Phosphorylation and inactivation of protein phosphatase 1 by pp60v-src.

Protein phosphatase 1, one of four major protein phosphatases involved in cellular regulation, was phosphorylated in vitro by pp60v-src, the transforming gene product of Rous sarcoma virus. Phosphorylation was accompanied by a loss of protein phosphatase activity. The inactivation of protein phosphatase 1 was time-dependent and the extent of inactivation correlated closely with the stoichiometry of phosphorylation. Under optimal conditions, 0.34 +/- 0.01 mol of phosphate were incorporated per mol of protein phosphatase and the activity of the enzyme was decreased by 39 +/- 2%. The inactivation required the presence of both MgATP and pp60v-src. There was no loss of activity when adenosine 5'-[beta gamma-imido]triphosphate was used in place of ATP. Phosphorylation of protein phosphatase 1 occurred exclusively on tyrosine residues and was blocked by specific antibodies to pp60v-src. During preincubation of pp60v-src at 41 degrees C, its protein kinase activity towards casein was lost rapidly.
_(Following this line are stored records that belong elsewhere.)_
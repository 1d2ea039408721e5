//! Per-table owner of the canonical settings list.

use std::sync::Arc;

use super::{drag, toggle, visible_columns, PersistenceFacade, SettingsReconciler};
use crate::column::{ColumnDescriptor, ColumnSetting, FixedSide};
use crate::config::ReconcilerConfig;
use crate::store::KeyValueStore;

/// Callback invoked with the settings list after every change.
pub type SettingsListener = Box<dyn Fn(&[ColumnSetting]) + Send>;

/// Column settings of one table instance.
///
/// Owns the descriptors, the settings list and its cache key. Every
/// operation reads then writes the list, so a table shared across threads
/// must sit behind a single lock.
pub struct TableSettings {
    facade: PersistenceFacade,
    cache_key: String,
    descriptors: Vec<ColumnDescriptor>,
    version: Option<String>,
    settings: Vec<ColumnSetting>,
    listeners: Vec<SettingsListener>,
}

impl std::fmt::Debug for TableSettings {
    fn fmt(&self, f: &mut std::fmt::Formatter<'_>) -> std::fmt::Result {
        f.debug_struct("TableSettings")
            .field("cache_key", &self.cache_key)
            .field("version", &self.version)
            .field("settings", &self.settings)
            .field("listeners", &self.listeners.len())
            .finish()
    }
}

impl TableSettings {
    /// Creates an empty table bound to `cache_key`.
    pub fn new(
        store: Arc<dyn KeyValueStore>,
        config: ReconcilerConfig,
        cache_key: impl Into<String>,
    ) -> Self {
        let reconciler = SettingsReconciler::new(store, config);
        Self {
            facade: PersistenceFacade::new(reconciler),
            cache_key: cache_key.into(),
            descriptors: Vec::new(),
            version: None,
            settings: Vec::new(),
            listeners: Vec::new(),
        }
    }

    pub fn cache_key(&self) -> &str {
        &self.cache_key
    }

    pub fn descriptors(&self) -> &[ColumnDescriptor] {
        &self.descriptors
    }

    pub fn settings(&self) -> &[ColumnSetting] {
        &self.settings
    }

    /// Schema signature of the current descriptors, once any were set.
    pub fn version(&self) -> Option<&str> {
        self.version.as_deref()
    }

    pub fn reconciler(&self) -> &SettingsReconciler {
        self.facade.reconciler()
    }

    /// Registers a listener for settings changes.
    pub fn subscribe(&mut self, listener: SettingsListener) {
        self.listeners.push(listener);
    }

    /// Replaces the column schema.
    ///
    /// The list is rebuilt, consulting the cache, only when the schema
    /// signature changes. Returns true if a rebuild happened.
    pub fn set_columns(&mut self, descriptors: Vec<ColumnDescriptor>) -> bool {
        let version = self.facade.reconciler().signature(&descriptors);
        self.descriptors = descriptors;
        if self.version.as_deref() == Some(version.as_str()) {
            return false;
        }

        self.settings = self
            .facade
            .reconciler()
            .rebuild(&self.descriptors, &self.cache_key, true);
        self.version = Some(version);
        self.emit();
        true
    }

    pub fn set_shown(&mut self, id: &str, show: bool) -> bool {
        let changed = toggle::set_shown(&mut self.settings, id, show);
        if changed {
            self.emit();
        }
        changed
    }

    pub fn set_all_shown(&mut self, show: bool) {
        toggle::set_all_shown(&mut self.settings, show);
        self.emit();
    }

    /// Toggles the fixed side of a column.
    pub fn set_fixed(&mut self, id: &str, side: FixedSide) -> bool {
        let changed = toggle::set_fixed(&mut self.settings, id, side);
        if changed {
            self.emit();
        }
        changed
    }

    pub fn set_pinned(&mut self, id: &str, pinned: bool) -> bool {
        let changed = toggle::set_pinned(&mut self.settings, id, pinned);
        if changed {
            self.emit();
        }
        changed
    }

    /// Drags the entry at `from` onto position `to`, if legal.
    pub fn move_entry(&mut self, from: usize, to: usize) -> bool {
        let moved = drag::move_setting(&mut self.settings, from, to);
        if moved {
            self.emit();
        }
        moved
    }

    /// Descriptors of the visible columns in display order.
    pub fn visible_columns(&self) -> Vec<ColumnDescriptor> {
        visible_columns(&self.settings)
    }

    /// Persists the current list and passes the visible columns to `notify`.
    pub fn save<F>(&self, notify: F)
    where
        F: FnOnce(Vec<ColumnDescriptor>),
    {
        let version = self
            .version
            .clone()
            .unwrap_or_else(|| self.facade.reconciler().signature(&self.descriptors));
        self.facade
            .save(&self.settings, &self.cache_key, &version, notify);
    }

    /// Discards persisted customizations and restores schema defaults.
    pub fn reset(&mut self) {
        self.settings = self.facade.reset(&self.descriptors, &self.cache_key);
        self.version = Some(self.facade.reconciler().signature(&self.descriptors));
        self.emit();
    }

    fn emit(&self) {
        for listener in &self.listeners {
            listener(&self.settings);
        }
    }
}
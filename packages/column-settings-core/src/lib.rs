//! Column settings engine for configuration-driven data grids.
//!
//! Derives stable column identities, fingerprints the column schema,
//! reconciles it against a versioned cache of user customizations
//! (visibility, order, pinning, fixed side), gates drag reordering and
//! persists the result back through a fallible key-value store.

pub mod cache;
pub mod column;
pub mod config;
pub mod error;
pub mod reconcile;
pub mod store;

pub use cache::{CacheRecord, CacheStatus, CacheStore, CachedColumn};
pub use column::{identity_of, signature_of, ColumnDescriptor, ColumnSetting, FixedSide};
pub use config::{FileStoreConfig, ReconcilerConfig, RetryPolicy};
pub use error::{RecordError, StoreError};
pub use reconcile::{can_move, sort_settings, PersistenceFacade, SettingsReconciler, TableSettings};
pub use store::{FileStore, KeyValueStore, MemoryStore};
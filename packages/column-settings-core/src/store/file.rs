//! Directory-backed store, one file per key.

use std::fs::{self, File};
use std::io::{ErrorKind, Write};
use std::path::PathBuf;

use super::{classify_io_error, KeyValueStore};
use crate::config::FileStoreConfig;
use crate::error::StoreError;

/// File-backed key-value store.
///
/// Each key maps onto a sanitized file name under the root directory.
/// Writes go to a temporary file first and are renamed into place.
#[derive(Debug, Clone)]
pub struct FileStore {
    root_dir: PathBuf,
    extension: String,
}

impl FileStore {
    /// Creates a store rooted at the configured directory.
    ///
    /// The directory is created lazily on first write.
    pub fn new(config: &FileStoreConfig) -> Self {
        Self {
            root_dir: config.root_dir.clone(),
            extension: config.extension.clone(),
        }
    }

    /// Returns the root directory.
    pub fn root_dir(&self) -> &PathBuf {
        &self.root_dir
    }

    /// Returns the file path holding a key.
    pub fn path_for(&self, key: &str) -> Result<PathBuf, StoreError> {
        Ok(self
            .root_dir
            .join(format!("{}.{}", encode_key(key)?, self.extension)))
    }
}

/// Maps a key onto a file name.
///
/// ASCII alphanumerics, `-` and `_` pass through; every other byte is
/// written as `%XX`.
fn encode_key(key: &str) -> Result<String, StoreError> {
    if key.is_empty() {
        return Err(StoreError::InvalidKey(key.to_string()));
    }
    let mut encoded = String::with_capacity(key.len());
    for byte in key.bytes() {
        if byte.is_ascii_alphanumeric() || byte == b'-' || byte == b'_' {
            encoded.push(byte as char);
        } else {
            encoded.push_str(&format!("%{:02X}", byte));
        }
    }
    Ok(encoded)
}

impl KeyValueStore for FileStore {
    fn get(&self, key: &str) -> Result<Option<String>, StoreError> {
        let path = self.path_for(key)?;
        match fs::read_to_string(&path) {
            Ok(contents) => Ok(Some(contents)),
            Err(e) if e.kind() == ErrorKind::NotFound => Ok(None),
            // Non-UTF-8 content surfaces as raw garbage for the validator to reject
            Err(e) if e.kind() == ErrorKind::InvalidData => {
                let bytes = fs::read(&path).map_err(|e| classify_io_error(e, "read"))?;
                Ok(Some(String::from_utf8_lossy(&bytes).into_owned()))
            }
            Err(e) => Err(classify_io_error(e, "read")),
        }
    }

    fn set(&self, key: &str, value: &str) -> Result<(), StoreError> {
        let final_path = self.path_for(key)?;
        let temp_path = final_path.with_extension(format!("{}.tmp", self.extension));

        // Ensure root directory exists
        fs::create_dir_all(&self.root_dir)
            .map_err(|e| classify_io_error(e, "create store directory"))?;

        let mut file =
            File::create(&temp_path).map_err(|e| classify_io_error(e, "create temp file"))?;
        file.write_all(value.as_bytes())
            .map_err(|e| classify_io_error(e, "write record"))?;
        file.sync_all()
            .map_err(|e| classify_io_error(e, "sync record"))?;

        // Atomic rename
        fs::rename(&temp_path, &final_path).map_err(|e| classify_io_error(e, "rename record"))?;

        Ok(())
    }

    fn remove(&self, key: &str) -> Result<(), StoreError> {
        let path = self.path_for(key)?;
        match fs::remove_file(&path) {
            Ok(()) => Ok(()),
            Err(e) if e.kind() == ErrorKind::NotFound => Ok(()),
            Err(e) => Err(classify_io_error(e, "remove record")),
        }
    }
}

#[cfg(test)]
mod tests {
    use super::*;
    use tempfile::tempdir;

    fn store_in(dir: &std::path::Path) -> FileStore {
        FileStore::new(&FileStoreConfig {
            root_dir: dir.join("settings"),
            ..Default::default()
        })
    }

    #[test]
    fn test_encode_key() {
        assert_eq!(encode_key("users-table_v2").unwrap(), "users-table_v2");
        assert_eq!(encode_key("a/b c").unwrap(), "a%2Fb%20c");
        assert_eq!(encode_key("..").unwrap(), "%2E%2E");
        assert!(matches!(encode_key(""), Err(StoreError::InvalidKey(_))));
    }

    #[test]
    fn test_roundtrip_and_remove() {
        let temp_dir = tempdir().unwrap();
        let store = store_in(temp_dir.path());

        assert_eq!(store.get("orders").unwrap(), None);

        store.set("orders", "{\"a\":1}").unwrap();
        assert_eq!(store.get("orders").unwrap().as_deref(), Some("{\"a\":1}"));
        assert!(store.path_for("orders").unwrap().exists());

        store.remove("orders").unwrap();
        assert_eq!(store.get("orders").unwrap(), None);
        // Removing twice is fine
        store.remove("orders").unwrap();
    }

    #[test]
    fn test_non_utf8_content_is_returned_lossily() {
        let temp_dir = tempdir().unwrap();
        let store = store_in(temp_dir.path());
        store.set("k", "x").unwrap();
        fs::write(store.path_for("k").unwrap(), [0xff, 0xfe, b'{']).unwrap();

        let value = store.get("k").unwrap().unwrap();
        assert!(value.ends_with('{'));
    }
}
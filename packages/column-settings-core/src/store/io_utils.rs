//! I/O error classification and retry helpers for stores.

use std::io::ErrorKind;

use crate::config::RetryPolicy;
use crate::error::StoreError;

/// Classifies I/O errors into specific StoreError variants.
pub fn classify_io_error(error: std::io::Error, context: &str) -> StoreError {
    match error.kind() {
        ErrorKind::StorageFull | ErrorKind::OutOfMemory => {
            StoreError::StorageFull(format!("{}: {}", context, error))
        }
        ErrorKind::WouldBlock | ErrorKind::TimedOut | ErrorKind::Interrupted => {
            StoreError::TransientIo(format!("{}: {}", context, error))
        }
        ErrorKind::PermissionDenied | ErrorKind::ReadOnlyFilesystem => {
            StoreError::Unavailable(format!("{}: {}", context, error))
        }
        _ => StoreError::Io(format!("{}: {}", context, error)),
    }
}

/// Runs `operation` against the cache entry `key`, retrying it while the
/// store reports a transient error and the policy has attempts left.
///
/// Any other error, or the last transient one, is returned as is.
pub fn retry_transient<T>(
    policy: &RetryPolicy,
    action: &str,
    key: &str,
    mut operation: impl FnMut() -> Result<T, StoreError>,
) -> Result<T, StoreError> {
    let mut attempt = 0;
    loop {
        let err = match operation() {
            Ok(value) => return Ok(value),
            Err(err @ StoreError::TransientIo(_)) if attempt < policy.max_retries => err,
            Err(err) => return Err(err),
        };
        attempt += 1;
        tracing::warn!(
            "Transient error on {} of '{}' (retry {}/{}): {}",
            action,
            key,
            attempt,
            policy.max_retries,
            err
        );
        if policy.delay_ms > 0 {
            std::thread::sleep(policy.delay());
        }
    }
}
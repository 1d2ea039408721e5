//! Reconciler and storage configuration.

use std::collections::HashMap;
use std::path::PathBuf;
use std::time::Duration;

use serde::{Deserialize, Serialize};

use crate::column::FixedSide;

/// Policy knobs for identity, signature and system column handling.
#[derive(Debug, Clone, Serialize, Deserialize)]
#[serde(default)]
pub struct ReconcilerConfig {
    /// Separator joining identities in a schema signature
    pub signature_separator: String,
    /// Prefix for positional identities of columns with no identity source
    pub positional_prefix: String,
    /// Column types that can never be reordered
    pub locked_types: Vec<String>,
    /// Fixed side applied to a column type when neither cache nor descriptor sets one
    pub type_fixed_sides: HashMap<String, FixedSide>,
    /// Label used for a column type when the descriptor has no label
    pub type_labels: HashMap<String, String>,
    /// Key written and removed when probing storage availability
    pub probe_key: String,
    /// Retry budget for transient storage errors
    pub retry: RetryPolicy,
}

impl Default for ReconcilerConfig {
    fn default() -> Self {
        Self {
            signature_separator: "|".to_string(),
            positional_prefix: "col_".to_string(),
            locked_types: vec!["action".to_string(), "selection".to_string()],
            type_fixed_sides: HashMap::from([
                ("action".to_string(), FixedSide::Right),
                ("selection".to_string(), FixedSide::Left),
            ]),
            type_labels: HashMap::from([("selection".to_string(), "Select".to_string())]),
            probe_key: "__column_settings_probe__".to_string(),
            retry: RetryPolicy::default(),
        }
    }
}

impl ReconcilerConfig {
    /// Returns true if columns of this type may never be dragged.
    pub fn is_locked_type(&self, column_type: Option<&str>) -> bool {
        column_type.is_some_and(|t| self.locked_types.iter().any(|locked| locked == t))
    }

    /// Default fixed side for a column type.
    pub fn fixed_side_for(&self, column_type: Option<&str>) -> Option<FixedSide> {
        column_type.and_then(|t| self.type_fixed_sides.get(t).copied())
    }

    /// Placeholder label for a column type.
    pub fn label_for(&self, column_type: Option<&str>) -> Option<&str> {
        column_type.and_then(|t| self.type_labels.get(t).map(String::as_str))
    }
}

/// How often and how patiently a cache operation is retried after a
/// transient storage error.
#[derive(Debug, Clone, Copy, PartialEq, Eq, Serialize, Deserialize)]
#[serde(default)]
pub struct RetryPolicy {
    /// Attempts after the first one
    pub max_retries: u32,
    /// Pause between attempts in milliseconds
    pub delay_ms: u64,
}

impl Default for RetryPolicy {
    fn default() -> Self {
        Self {
            max_retries: 2,
            delay_ms: 20,
        }
    }
}

impl RetryPolicy {
    /// Policy that makes a single attempt.
    pub fn none() -> Self {
        Self {
            max_retries: 0,
            delay_ms: 0,
        }
    }

    pub fn delay(&self) -> Duration {
        Duration::from_millis(self.delay_ms)
    }
}

/// Directory-backed store configuration.
#[derive(Debug, Clone)]
pub struct FileStoreConfig {
    /// Directory holding one file per key
    pub root_dir: PathBuf,
    /// File extension appended to each key's file name
    pub extension: String,
}

impl Default for FileStoreConfig {
    fn default() -> Self {
        Self {
            root_dir: PathBuf::from("./column-settings"),
            extension: "json".to_string(),
        }
    }
}
//! Structural validation of untrusted cache records.

use serde_json::Value;

use crate::error::RecordError;

/// Validates the shape of a candidate record before it is trusted.
///
/// `version` must be a string, `order` an array of strings and `columns`
/// an object whose values each carry a boolean `show`, an optional boolean
/// `pinned` and an optional `fixed` of exactly "left" or "right". A present
/// `null` is a type violation like any other.
pub fn validate_record(value: &Value) -> Result<(), RecordError> {
    let record = value.as_object().ok_or(RecordError::NotAnObject)?;

    if !record.get("version").is_some_and(Value::is_string) {
        return Err(RecordError::InvalidVersion);
    }

    let order = record
        .get("order")
        .and_then(Value::as_array)
        .ok_or(RecordError::InvalidOrder)?;
    if !order.iter().all(Value::is_string) {
        return Err(RecordError::InvalidOrder);
    }

    let columns = record
        .get("columns")
        .and_then(Value::as_object)
        .ok_or(RecordError::InvalidColumns)?;
    for (id, column) in columns {
        validate_column(id, column)?;
    }

    Ok(())
}

/// Validates a single column override.
fn validate_column(id: &str, column: &Value) -> Result<(), RecordError> {
    let show = column.get("show");
    if !show.is_some_and(Value::is_boolean) {
        return Err(RecordError::InvalidShow { id: id.to_string() });
    }

    if let Some(pinned) = column.get("pinned") {
        if !pinned.is_boolean() {
            return Err(RecordError::InvalidPinned { id: id.to_string() });
        }
    }

    if let Some(fixed) = column.get("fixed") {
        if !matches!(fixed.as_str(), Some("left") | Some("right")) {
            return Err(RecordError::InvalidFixed { id: id.to_string() });
        }
    }

    Ok(())
}
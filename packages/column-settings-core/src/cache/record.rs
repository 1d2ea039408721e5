//! Persisted cache record format.

use std::collections::BTreeMap;

use serde::{Deserialize, Serialize};

use crate::column::{ColumnSetting, FixedSide};
use crate::error::RecordError;

use super::validation::validate_record;

/// Persisted override for one column.
#[derive(Debug, Clone, PartialEq, Eq, Serialize, Deserialize)]
pub struct CachedColumn {
    /// Visibility
    pub show: bool,
    /// Pinned flag
    #[serde(default, skip_serializing_if = "Option::is_none")]
    pub pinned: Option<bool>,
    /// Fixed side; absent defers to the descriptor and column type
    #[serde(default, skip_serializing_if = "Option::is_none")]
    pub fixed: Option<FixedSide>,
}

/// Versioned record of user column customizations.
#[derive(Debug, Clone, Default, PartialEq, Eq, Serialize, Deserialize)]
pub struct CacheRecord {
    /// Schema signature the record was written against
    pub version: String,
    /// Ids of reorderable columns in persisted order
    pub order: Vec<String>,
    /// Per-column overrides keyed by id
    pub columns: BTreeMap<String, CachedColumn>,
}

impl CacheRecord {
    /// Builds a record from a settings list.
    ///
    /// `order` holds only reorderable entries, sorted by their current order.
    pub fn from_settings(settings: &[ColumnSetting], version: impl Into<String>) -> Self {
        let mut reorderable: Vec<&ColumnSetting> = settings.iter().filter(|s| s.sort).collect();
        reorderable.sort_by_key(|s| s.order);

        let columns = settings
            .iter()
            .map(|s| {
                (
                    s.id.clone(),
                    CachedColumn {
                        show: s.show,
                        pinned: Some(s.pinned),
                        fixed: s.fixed,
                    },
                )
            })
            .collect();

        Self {
            version: version.into(),
            order: reorderable.into_iter().map(|s| s.id.clone()).collect(),
            columns,
        }
    }

    /// Parses and structurally validates stored text.
    pub fn parse(raw: &str) -> Result<Self, RecordError> {
        let value: serde_json::Value =
            serde_json::from_str(raw).map_err(|e| RecordError::NotJson(e.to_string()))?;
        validate_record(&value)?;
        serde_json::from_value(value).map_err(|e| RecordError::NotJson(e.to_string()))
    }

    /// Serializes the record to its JSON wire form.
    pub fn to_json(&self) -> String {
        // Plain strings, bools and maps: serialization is infallible
        serde_json::to_string(self).unwrap_or_default()
    }

    /// Position of an id in the persisted order.
    pub fn order_index(&self) -> BTreeMap<&str, usize> {
        self.order
            .iter()
            .enumerate()
            .map(|(index, id)| (id.as_str(), index))
            .collect()
    }
}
The ability of pp60v-src to phosphorylate and inactivate protein phosphatase 1 declined in parallel with the loss of casein kinase activity. Limited chymotryptic digestion of 32P-labeled protein phosphatase 1 (Mr 37,000) resulted in its quantitative conversion to a Mr 33,000 species. Conversion to this species was accompanied by the loss of 32P-labeling and by reactivation of the protein phosphatase. When various concentrations of chymotrypsin were used in the digestion, there was a close correlation between conversion to the Mr 33,000 species and the restoration of protein phosphatase activity. pp60v-src was unable to phosphorylate or inactivate a partially proteolyzed species of protein phosphatase 1 (Mr 33,000/34,000).